A fixed bed, downdraft combustor for solid fuels applicable to gas turbine cogeneration or combined cycles is described. The combustor has a refractory gravel bed, with fuel placed on top of the gravel and burning at the fuel-gravel interface. The gravel retains fuel particles in the combustion zone, preventing carryover of unburned char. Combustion temperature is held below the ash fusion temperature by using high excess air through the bed, thereby minimizing particulate ash agglomeration. Previous work on fixed bed, downdraft combustors and coal fired gas turbines is reviewed. Recent results from test firing a 480 cm2 (0.5 ft2) gravel bed combustor at atmospheric pressure with 2 cm (0.75 in.) wood chips are presented. Heat release rates of 3500 MJ/hr m2 (300,000 Btu/hr ft2) and higher were obtained. Carbon carryover in the exhaust was negligible. Approximately 85 percent of the particulate ash emissions was less than 10 microns.

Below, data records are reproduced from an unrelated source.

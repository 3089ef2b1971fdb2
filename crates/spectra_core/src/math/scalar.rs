//! Scalar ramps shared by width profiles, opacity envelopes and lifecycles.

/// Linear interpolation.
#[inline]
#[must_use]
pub fn lerp(a: f32, b: f32, t: f32) -> f32 {
    a + (b - a) * t
}

/// Position of `value` between `from` and `to`, clamped to `[0, 1]`.
///
/// Degenerate ranges (`from == to`) step: 0 below, 1 at or above.
#[inline]
#[must_use]
pub fn inverse_lerp(from: f32, to: f32, value: f32) -> f32 {
    let span = to - from;
    if span.abs() <= f32::EPSILON {
        return if value < from { 0.0 } else { 1.0 };
    }
    ((value - from) / span).clamp(0.0, 1.0)
}

/// Trapezoid envelope: 0 outside `[ramp_up_start, ramp_down_end]`, 1 inside
/// `[ramp_up_end, ramp_down_start]`, linear within each ramp.
#[inline]
#[must_use]
pub fn bump(
    ramp_up_start: f32,
    ramp_up_end: f32,
    ramp_down_start: f32,
    ramp_down_end: f32,
    t: f32,
) -> f32 {
    if t < ramp_up_start || t > ramp_down_end {
        return 0.0;
    }
    let up = inverse_lerp(ramp_up_start, ramp_up_end, t);
    let down = 1.0 - inverse_lerp(ramp_down_start, ramp_down_end, t);
    up.min(down)
}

Staged Combustion of CWM Fuel

The prognosis for electric power generating capacity and for electric power consumption forcasts a problem of power deficits in the future. A solution to that problem may be found in the conversion of existing and future oil and gas fired units to accept coal as the principle fuel. It is recognized that the gas turbine engine can represent a substantial response to the potential electric power deficit problem; consequently, providing a coal-based fuel compatible with gas turbine systems may be of great importance. Technological problems will be encountered in substituting a coal-water slurry for the currently-used more tractable gas turbine fuels. These problems include the design of both fuel injectors that provide desirable fuel distribution and atomization characteristics, and of combustors with broad ranges of stability. Moreover, it must be recognized that the bound nitrogen in coal will produce unacceptable levels of nitrogen oxides unless special combustion techniques are used. Thus, efforts must be undertaken to develop acceptable coal-water fuel specifications, establish the viability of burning coal-water mixtures in gas turbines, and establish a data base for ultimate use in combustion system design procedures.